*** Input material

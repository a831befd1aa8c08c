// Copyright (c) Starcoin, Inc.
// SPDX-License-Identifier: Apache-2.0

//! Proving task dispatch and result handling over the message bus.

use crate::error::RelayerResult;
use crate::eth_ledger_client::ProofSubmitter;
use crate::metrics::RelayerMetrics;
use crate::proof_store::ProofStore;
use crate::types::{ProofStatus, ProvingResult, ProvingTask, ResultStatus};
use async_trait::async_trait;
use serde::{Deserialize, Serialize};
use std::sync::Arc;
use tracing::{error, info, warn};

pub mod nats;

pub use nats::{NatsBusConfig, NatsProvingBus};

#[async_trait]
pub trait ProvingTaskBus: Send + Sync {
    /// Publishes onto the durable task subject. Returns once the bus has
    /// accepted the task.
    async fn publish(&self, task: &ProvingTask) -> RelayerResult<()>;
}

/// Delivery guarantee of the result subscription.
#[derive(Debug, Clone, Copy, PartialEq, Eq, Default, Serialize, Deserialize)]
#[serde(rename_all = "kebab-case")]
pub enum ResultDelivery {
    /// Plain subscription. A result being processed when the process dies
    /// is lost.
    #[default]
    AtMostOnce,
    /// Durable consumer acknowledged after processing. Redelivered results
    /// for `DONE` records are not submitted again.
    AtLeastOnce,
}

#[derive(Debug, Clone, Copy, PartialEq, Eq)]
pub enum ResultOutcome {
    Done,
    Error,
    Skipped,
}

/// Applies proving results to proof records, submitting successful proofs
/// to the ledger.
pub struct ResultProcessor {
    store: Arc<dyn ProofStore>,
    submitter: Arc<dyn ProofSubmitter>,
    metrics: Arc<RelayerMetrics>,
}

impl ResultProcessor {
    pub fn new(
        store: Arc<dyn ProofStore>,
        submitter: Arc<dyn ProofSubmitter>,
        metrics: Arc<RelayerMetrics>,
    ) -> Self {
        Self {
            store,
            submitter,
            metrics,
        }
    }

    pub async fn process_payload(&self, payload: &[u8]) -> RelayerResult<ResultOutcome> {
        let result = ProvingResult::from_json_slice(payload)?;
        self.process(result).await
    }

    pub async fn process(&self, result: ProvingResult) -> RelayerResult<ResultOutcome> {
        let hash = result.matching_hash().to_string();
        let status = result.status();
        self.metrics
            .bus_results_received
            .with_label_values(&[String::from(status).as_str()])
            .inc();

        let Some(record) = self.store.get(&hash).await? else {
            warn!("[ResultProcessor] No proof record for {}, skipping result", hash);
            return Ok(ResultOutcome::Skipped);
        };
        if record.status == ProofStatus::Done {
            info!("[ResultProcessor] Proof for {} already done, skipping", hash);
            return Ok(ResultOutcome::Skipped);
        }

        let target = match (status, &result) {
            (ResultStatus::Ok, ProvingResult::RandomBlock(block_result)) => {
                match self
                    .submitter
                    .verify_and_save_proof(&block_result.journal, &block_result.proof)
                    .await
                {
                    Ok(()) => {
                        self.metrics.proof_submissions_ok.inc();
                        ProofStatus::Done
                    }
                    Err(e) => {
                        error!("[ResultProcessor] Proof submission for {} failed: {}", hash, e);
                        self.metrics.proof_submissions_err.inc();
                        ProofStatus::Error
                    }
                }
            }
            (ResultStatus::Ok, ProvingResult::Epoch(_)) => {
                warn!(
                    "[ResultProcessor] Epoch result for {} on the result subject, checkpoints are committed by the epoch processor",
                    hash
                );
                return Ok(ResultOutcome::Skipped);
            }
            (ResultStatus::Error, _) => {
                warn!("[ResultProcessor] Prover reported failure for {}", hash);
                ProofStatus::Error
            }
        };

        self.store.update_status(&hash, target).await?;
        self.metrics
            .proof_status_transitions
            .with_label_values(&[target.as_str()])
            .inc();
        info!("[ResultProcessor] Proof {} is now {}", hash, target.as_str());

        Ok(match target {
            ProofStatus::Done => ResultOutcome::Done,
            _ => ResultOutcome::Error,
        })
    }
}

******
*** Input material

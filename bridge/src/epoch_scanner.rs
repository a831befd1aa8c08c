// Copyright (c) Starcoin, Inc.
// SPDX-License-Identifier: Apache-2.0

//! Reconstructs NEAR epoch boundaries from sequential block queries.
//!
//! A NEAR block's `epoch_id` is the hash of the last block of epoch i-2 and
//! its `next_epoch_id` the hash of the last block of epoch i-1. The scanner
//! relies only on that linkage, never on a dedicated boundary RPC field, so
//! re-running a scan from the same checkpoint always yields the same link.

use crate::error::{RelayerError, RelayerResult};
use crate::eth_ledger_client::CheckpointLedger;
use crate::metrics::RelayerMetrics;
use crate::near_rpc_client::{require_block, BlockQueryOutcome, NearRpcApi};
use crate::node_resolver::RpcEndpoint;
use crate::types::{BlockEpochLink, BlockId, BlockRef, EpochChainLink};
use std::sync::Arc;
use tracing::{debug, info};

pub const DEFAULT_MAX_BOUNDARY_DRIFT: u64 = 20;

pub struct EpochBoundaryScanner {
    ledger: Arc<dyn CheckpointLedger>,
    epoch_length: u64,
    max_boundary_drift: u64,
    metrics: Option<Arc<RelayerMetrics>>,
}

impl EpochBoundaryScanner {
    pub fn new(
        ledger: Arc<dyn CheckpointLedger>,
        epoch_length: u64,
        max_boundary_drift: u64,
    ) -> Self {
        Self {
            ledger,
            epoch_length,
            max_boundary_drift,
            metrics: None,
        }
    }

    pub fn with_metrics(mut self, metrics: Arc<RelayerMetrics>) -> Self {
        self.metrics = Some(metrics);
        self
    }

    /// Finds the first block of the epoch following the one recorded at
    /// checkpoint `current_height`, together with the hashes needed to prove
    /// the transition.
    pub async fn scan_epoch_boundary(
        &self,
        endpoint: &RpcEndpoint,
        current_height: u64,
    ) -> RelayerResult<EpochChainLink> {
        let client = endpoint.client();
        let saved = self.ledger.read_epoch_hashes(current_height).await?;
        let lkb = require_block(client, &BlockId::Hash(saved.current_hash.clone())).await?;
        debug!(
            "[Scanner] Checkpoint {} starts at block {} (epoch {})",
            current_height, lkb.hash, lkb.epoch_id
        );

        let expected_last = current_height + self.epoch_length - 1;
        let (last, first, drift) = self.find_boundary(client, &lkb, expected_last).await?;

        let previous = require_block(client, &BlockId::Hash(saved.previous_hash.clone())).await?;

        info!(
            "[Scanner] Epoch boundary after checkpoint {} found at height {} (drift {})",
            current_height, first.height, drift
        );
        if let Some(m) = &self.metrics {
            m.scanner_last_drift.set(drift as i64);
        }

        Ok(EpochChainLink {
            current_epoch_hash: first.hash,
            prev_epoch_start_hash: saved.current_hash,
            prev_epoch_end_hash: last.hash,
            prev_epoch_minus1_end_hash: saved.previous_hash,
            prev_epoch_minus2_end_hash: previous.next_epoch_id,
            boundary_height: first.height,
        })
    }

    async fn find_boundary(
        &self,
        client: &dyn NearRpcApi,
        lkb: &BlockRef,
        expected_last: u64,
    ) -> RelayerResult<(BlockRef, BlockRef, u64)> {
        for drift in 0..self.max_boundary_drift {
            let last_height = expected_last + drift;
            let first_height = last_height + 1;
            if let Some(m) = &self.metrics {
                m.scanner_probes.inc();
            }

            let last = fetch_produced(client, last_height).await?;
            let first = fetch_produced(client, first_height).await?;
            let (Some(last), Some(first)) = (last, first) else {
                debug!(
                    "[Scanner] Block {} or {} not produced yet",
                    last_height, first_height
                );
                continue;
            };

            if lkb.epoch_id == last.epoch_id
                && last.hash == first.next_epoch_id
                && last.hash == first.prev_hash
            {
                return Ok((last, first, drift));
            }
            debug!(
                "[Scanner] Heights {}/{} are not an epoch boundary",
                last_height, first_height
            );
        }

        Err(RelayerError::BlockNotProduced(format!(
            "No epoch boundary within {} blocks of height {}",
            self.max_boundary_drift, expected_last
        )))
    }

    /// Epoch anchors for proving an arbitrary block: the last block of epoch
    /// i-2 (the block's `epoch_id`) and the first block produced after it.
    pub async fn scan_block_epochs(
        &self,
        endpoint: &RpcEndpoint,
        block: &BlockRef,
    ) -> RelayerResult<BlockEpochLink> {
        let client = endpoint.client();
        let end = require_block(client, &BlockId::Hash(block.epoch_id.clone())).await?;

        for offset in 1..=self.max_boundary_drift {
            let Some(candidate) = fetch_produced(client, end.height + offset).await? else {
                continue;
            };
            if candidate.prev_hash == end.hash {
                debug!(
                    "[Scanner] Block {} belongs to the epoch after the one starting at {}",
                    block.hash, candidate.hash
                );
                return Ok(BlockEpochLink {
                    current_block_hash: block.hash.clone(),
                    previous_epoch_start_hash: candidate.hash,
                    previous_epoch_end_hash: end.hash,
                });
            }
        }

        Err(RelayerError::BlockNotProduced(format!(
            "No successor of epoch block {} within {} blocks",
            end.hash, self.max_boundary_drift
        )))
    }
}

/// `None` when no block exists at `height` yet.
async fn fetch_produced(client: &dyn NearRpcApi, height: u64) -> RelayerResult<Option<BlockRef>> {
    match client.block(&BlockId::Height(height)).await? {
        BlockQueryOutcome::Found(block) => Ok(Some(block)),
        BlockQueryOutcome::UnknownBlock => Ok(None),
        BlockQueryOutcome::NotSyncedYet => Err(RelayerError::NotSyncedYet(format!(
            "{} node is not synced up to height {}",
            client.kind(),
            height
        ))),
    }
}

******

> [What the task asks]: Gather all lines from the listing above in which "ProofSubmitter" occurs.

> [Task response]:
use crate::eth_ledger_client::ProofSubmitter;
    submitter: Arc<dyn ProofSubmitter>,
        submitter: Arc<dyn ProofSubmitter>,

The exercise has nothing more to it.